** RECORDS SUPPLIED follows **
impl TelegramService {
    pub fn new(settings: SettingsRepository, tickets: TicketRepository) -> Self {
        Self {
            http: reqwest::Client::new(),
            settings,
            tickets,
        }
    }

    /// Posts the full service sheet for a freshly created ticket.
    pub async fn send_ticket(&self, ticket: &ServiceTicket) -> SendOutcome {
        let config = self.settings.telegram_config().await;
        if !config.is_configured() {
            return SendOutcome::failed(
                "Telegram configuration is missing. Please configure bot token and group ID in settings.",
            );
        }
        self.post_html(&config, format_ticket_message(ticket)).await
    }

    /// Posts an update notice wrapping the full sheet.
    pub async fn send_update(&self, ticket: &ServiceTicket) -> SendOutcome {
        let config = self.settings.telegram_config().await;
        if !config.is_configured() {
            return SendOutcome::failed("Telegram configuration is missing.");
        }
        self.post_html(&config, format_update_message(ticket)).await
    }

    /// Validates the bot token via `getMe`, then proves the bot can post
    /// to the configured group.
    pub async fn test_connection(&self) -> SendOutcome {
        let config = self.settings.telegram_config().await;
        if !config.is_configured() {
            return SendOutcome::failed("Telegram configuration is missing.");
        }

        if let Err(error) = self.get_me(&config).await {
            return SendOutcome::failed(error);
        }

        let probe = self
            .post_html(&config, "✅ Conexiune Telegram testată cu succes!".to_string())
            .await;
        if probe.success {
            probe
        } else {
            SendOutcome::failed(
                "Invalid group ID or bot does not have permission to send messages",
            )
        }
    }

    /// Best-effort removal of a previously posted message.
    pub async fn delete_message(&self, message_id: &str) -> SendOutcome {
        let config = self.settings.telegram_config().await;
        if !config.is_configured() {
            return SendOutcome::failed("Telegram configuration is missing.");
        }
        let Ok(message_id) = message_id.parse::<i64>() else {
            return SendOutcome::failed("Message ID is missing or invalid.");
        };

        let url = format!(
            "{}/bot{}/deleteMessage",
            TELEGRAM_API_BASE, config.bot_token
        );
        let body = json!({ "chat_id": config.group_id, "message_id": message_id });
        match self.call::<serde_json::Value>(&url, Some(body)).await {
            Ok(_) => SendOutcome::sent(None),
            Err(error) => {
                tracing::error!("telegram delete failed: {}", error);
                SendOutcome::failed(error)
            }
        }
    }

    /// Scrapes recent bot updates from the configured group and imports
    /// every JSON-formatted ticket message that has not been imported
    /// yet. Imported tickets are marked as already posted.
    pub async fn sync_from_channel(&self) -> SyncOutcome {
        let config = self.settings.telegram_config().await;
        if !config.is_configured() {
            return SyncOutcome {
                success: false,
                count: 0,
                error: Some("Token-ul Telegram sau ID-ul grupului nu sunt configurate".to_string()),
            };
        }
        if !config.bot_token.contains(':') {
            return SyncOutcome {
                success: false,
                count: 0,
                error: Some("Token-ul Telegram este invalid".to_string()),
            };
        }
        let Ok(group_id) = config.group_id.parse::<i64>() else {
            return SyncOutcome {
                success: false,
                count: 0,
                error: Some("ID-ul grupului Telegram este invalid".to_string()),
            };
        };

        if let Err(error) = self.get_me(&config).await {
            return SyncOutcome {
                success: false,
                count: 0,
                error: Some(error),
            };
        }

        let url = format!(
            "{}/bot{}/getUpdates?limit=100",
            TELEGRAM_API_BASE, config.bot_token
        );
        let updates = match self.call::<Vec<Update>>(&url, None).await {
            Ok(updates) => updates,
            Err(error) => {
                return SyncOutcome {
                    success: false,
                    count: 0,
                    error: Some(error),
                }
            }
        };

        let known_message_ids: std::collections::HashSet<String> = self
            .tickets
            .list()
            .await
            .into_iter()
            .filter_map(|t| t.telegram_message_id)
            .collect();

        let mut count = 0;
        for update in updates {
            let Some(message) = update.message.or(update.channel_post) else {
                continue;
            };
            if message.chat.id != group_id {
                continue;
            }
            let message_id = message.message_id.to_string();
            if known_message_ids.contains(&message_id) {
                continue;
            }
            let Some(mut ticket) = message.text.as_deref().and_then(parse_ticket_message) else {
                continue;
            };

            ticket.telegram_message_id = Some(message_id);
            if let Err(error) = self.tickets.create(ticket).await {
                return SyncOutcome {
                    success: false,
                    count,
                    error: Some(error.to_string()),
                };
            }
            count += 1;
        }

        SyncOutcome {
            success: true,
            count,
            error: None,
        }
    }

    async fn get_me(&self, config: &TelegramConfig) -> Result<(), String> {
        let url = format!("{}/bot{}/getMe", TELEGRAM_API_BASE, config.bot_token);
        self.call::<BotProfile>(&url, None)
            .await
            .map(|_| ())
            .map_err(|_| "Invalid bot token".to_string())
    }

    async fn post_html(&self, config: &TelegramConfig, text: String) -> SendOutcome {
        let url = format!(
            "{}/bot{}/sendMessage",
            TELEGRAM_API_BASE, config.bot_token
        );
        let body = json!({
            "chat_id": config.group_id,
            "text": text,
            "parse_mode": "HTML",
        });

        match self.call::<SentMessage>(&url, Some(body)).await {
            Ok(sent) => SendOutcome::sent(Some(sent.message_id.to_string())),
            Err(error) => {
                tracing::error!("telegram send failed: {}", error);
                SendOutcome::failed(error)
            }
        }
    }

    // One Bot API round-trip: POST when a body is given, GET otherwise.
    // Collapses transport errors, non-2xx statuses and `ok: false`
    // envelopes into a displayable message.
    async fn call<T: serde::de::DeserializeOwned>(
        &self,
        url: &str,
        body: Option<serde_json::Value>,
    ) -> Result<T, String> {
        let request = match body {
            Some(body) => self.http.post(url).json(&body),
            None => self.http.get(url),
        };
        let response = request
            .send()
            .await
            .map_err(|e| format!("Nu se poate conecta la Telegram API: {e}"))?;

        let envelope: ApiResponse<T> = response
            .json()
            .await
            .map_err(|e| format!("Unexpected Telegram API response: {e}"))?;

        if !envelope.ok {
            return Err(envelope
                .description
                .unwrap_or_else(|| "Telegram API error".to_string()));
        }
        envelope
            .result
            .ok_or_else(|| "Telegram API returned an empty result".to_string())
    }
}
** End of RECORDS SUPPLIED **
== TASK GOAL ==
With no alteration of any kind, give the data again in full.

== SOLVED EXERCISE ==
impl TelegramService {
    pub fn new(settings: SettingsRepository, tickets: TicketRepository) -> Self {
        Self {
            http: reqwest::Client::new(),
            settings,
            tickets,
        }
    }

    /// Posts the full service sheet for a freshly created ticket.
    pub async fn send_ticket(&self, ticket: &ServiceTicket) -> SendOutcome {
        let config = self.settings.telegram_config().await;
        if !config.is_configured() {
            return SendOutcome::failed(
                "Telegram configuration is missing. Please configure bot token and group ID in settings.",
            );
        }
        self.post_html(&config, format_ticket_message(ticket)).await
    }

    /// Posts an update notice wrapping the full sheet.
    pub async fn send_update(&self, ticket: &ServiceTicket) -> SendOutcome {
        let config = self.settings.telegram_config().await;
        if !config.is_configured() {
            return SendOutcome::failed("Telegram configuration is missing.");
        }
        self.post_html(&config, format_update_message(ticket)).await
    }

    /// Validates the bot token via `getMe`, then proves the bot can post
    /// to the configured group.
    pub async fn test_connection(&self) -> SendOutcome {
        let config = self.settings.telegram_config().await;
        if !config.is_configured() {
            return SendOutcome::failed("Telegram configuration is missing.");
        }

        if let Err(error) = self.get_me(&config).await {
            return SendOutcome::failed(error);
        }

        let probe = self
            .post_html(&config, "✅ Conexiune Telegram testată cu succes!".to_string())
            .await;
        if probe.success {
            probe
        } else {
            SendOutcome::failed(
                "Invalid group ID or bot does not have permission to send messages",
            )
        }
    }

    /// Best-effort removal of a previously posted message.
    pub async fn delete_message(&self, message_id: &str) -> SendOutcome {
        let config = self.settings.telegram_config().await;
        if !config.is_configured() {
            return SendOutcome::failed("Telegram configuration is missing.");
        }
        let Ok(message_id) = message_id.parse::<i64>() else {
            return SendOutcome::failed("Message ID is missing or invalid.");
        };

        let url = format!(
            "{}/bot{}/deleteMessage",
            TELEGRAM_API_BASE, config.bot_token
        );
        let body = json!({ "chat_id": config.group_id, "message_id": message_id });
        match self.call::<serde_json::Value>(&url, Some(body)).await {
            Ok(_) => SendOutcome::sent(None),
            Err(error) => {
                tracing::error!("telegram delete failed: {}", error);
                SendOutcome::failed(error)
            }
        }
    }

    /// Scrapes recent bot updates from the configured group and imports
    /// every JSON-formatted ticket message that has not been imported
    /// yet. Imported tickets are marked as already posted.
    pub async fn sync_from_channel(&self) -> SyncOutcome {
        let config = self.settings.telegram_config().await;
        if !config.is_configured() {
            return SyncOutcome {
                success: false,
                count: 0,
                error: Some("Token-ul Telegram sau ID-ul grupului nu sunt configurate".to_string()),
            };
        }
        if !config.bot_token.contains(':') {
            return SyncOutcome {
                success: false,
                count: 0,
                error: Some("Token-ul Telegram este invalid".to_string()),
            };
        }
        let Ok(group_id) = config.group_id.parse::<i64>() else {
            return SyncOutcome {
                success: false,
                count: 0,
                error: Some("ID-ul grupului Telegram este invalid".to_string()),
            };
        };

        if let Err(error) = self.get_me(&config).await {
            return SyncOutcome {
                success: false,
                count: 0,
                error: Some(error),
            };
        }

        let url = format!(
            "{}/bot{}/getUpdates?limit=100",
            TELEGRAM_API_BASE, config.bot_token
        );
        let updates = match self.call::<Vec<Update>>(&url, None).await {
            Ok(updates) => updates,
            Err(error) => {
                return SyncOutcome {
                    success: false,
                    count: 0,
                    error: Some(error),
                }
            }
        };

        let known_message_ids: std::collections::HashSet<String> = self
            .tickets
            .list()
            .await
            .into_iter()
            .filter_map(|t| t.telegram_message_id)
            .collect();

        let mut count = 0;
        for update in updates {
            let Some(message) = update.message.or(update.channel_post) else {
                continue;
            };
            if message.chat.id != group_id {
                continue;
            }
            let message_id = message.message_id.to_string();
            if known_message_ids.contains(&message_id) {
                continue;
            }
            let Some(mut ticket) = message.text.as_deref().and_then(parse_ticket_message) else {
                continue;
            };

            ticket.telegram_message_id = Some(message_id);
            if let Err(error) = self.tickets.create(ticket).await {
                return SyncOutcome {
                    success: false,
                    count,
                    error: Some(error.to_string()),
                };
            }
            count += 1;
        }

        SyncOutcome {
            success: true,
            count,
            error: None,
        }
    }

    async fn get_me(&self, config: &TelegramConfig) -> Result<(), String> {
        let url = format!("{}/bot{}/getMe", TELEGRAM_API_BASE, config.bot_token);
        self.call::<BotProfile>(&url, None)
            .await
            .map(|_| ())
            .map_err(|_| "Invalid bot token".to_string())
    }

    async fn post_html(&self, config: &TelegramConfig, text: String) -> SendOutcome {
        let url = format!(
            "{}/bot{}/sendMessage",
            TELEGRAM_API_BASE, config.bot_token
        );
        let body = json!({
            "chat_id": config.group_id,
            "text": text,
            "parse_mode": "HTML",
        });

        match self.call::<SentMessage>(&url, Some(body)).await {
            Ok(sent) => SendOutcome::sent(Some(sent.message_id.to_string())),
            Err(error) => {
                tracing::error!("telegram send failed: {}", error);
                SendOutcome::failed(error)
            }
        }
    }

    // One Bot API round-trip: POST when a body is given, GET otherwise.
    // Collapses transport errors, non-2xx statuses and `ok: false`
    // envelopes into a displayable message.
    async fn call<T: serde::de::DeserializeOwned>(
        &self,
        url: &str,
        body: Option<serde_json::Value>,
    ) -> Result<T, String> {
        let request = match body {
            Some(body) => self.http.post(url).json(&body),
            None => self.http.get(url),
        };
        let response = request
            .send()
            .await
            .map_err(|e| format!("Nu se poate conecta la Telegram API: {e}"))?;

        let envelope: ApiResponse<T> = response
            .json()
            .await
            .map_err(|e| format!("Unexpected Telegram API response: {e}"))?;

        if !envelope.ok {
            return Err(envelope
                .description
                .unwrap_or_else(|| "Telegram API error".to_string()));
        }
        envelope
            .result
            .ok_or_else(|| "Telegram API returned an empty result".to_string())
    }
}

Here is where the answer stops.